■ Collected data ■
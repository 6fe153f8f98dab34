//! HTTP request handlers

use std::sync::Arc;

use axum::{Json, extract::State, extract::rejection::JsonRejection};
use irc_stage_core::{ClinicalRecord, ModelInfo, StagePrediction, infer_stage};
use serde::{Deserialize, Serialize};
use serde_json::{Value, json};
use tracing::info;

use super::error::{ApiError, Result};
use super::state::AppState;

pub const WELCOME_MESSAGE: &str =
    "API de prédiction du stade de l'IRC. Envoyez un dossier clinique en POST sur /predict.";

/// `GET /health` body.
#[derive(Debug, Clone, PartialEq, Eq, Serialize, Deserialize)]
pub struct HealthResponse {
    pub status: String,
    pub model_loaded: bool,
}

pub async fn root() -> Json<Value> {
    Json(json!({ "message": WELCOME_MESSAGE }))
}

pub async fn health(State(state): State<Arc<AppState>>) -> Json<HealthResponse> {
    Json(HealthResponse {
        status: "ok".to_string(),
        model_loaded: state.model_loaded(),
    })
}

/// Validate, then run the model. Validation comes first so a malformed
/// record is reported as such even while the model is unavailable.
///
/// The body is decoded as a plain JSON object first so that every missing
/// or mistyped key is reported under its own name.
pub async fn predict(
    State(state): State<Arc<AppState>>,
    payload: std::result::Result<Json<Value>, JsonRejection>,
) -> Result<Json<StagePrediction>> {
    let Json(body) = payload?;
    let Value::Object(fields) = body else {
        return Err(ApiError::MalformedBody("request body must be a JSON object".to_string()));
    };
    let record = ClinicalRecord::from_json_object(&fields)?;
    record.validate()?;

    let model = state.model().ok_or(ApiError::ModelUnavailable)?;
    let prediction = infer_stage(model, &record.features())?;

    info!(
        predicted_stage = prediction.predicted_stage,
        stage = %prediction.stage_description,
        confidence = ?prediction.confidence,
        "Prediction served"
    );
    Ok(Json(prediction))
}

pub async fn model_info(State(state): State<Arc<AppState>>) -> Result<Json<ModelInfo>> {
    let model = state.model().ok_or(ApiError::ModelUnavailable)?;
    Ok(Json(model.info()))
}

■ EXERCISE AIM ■
Nothing but a number is expected here: how many lines above include the string "ClinicalRecord".

■ THE ANSWER ■
2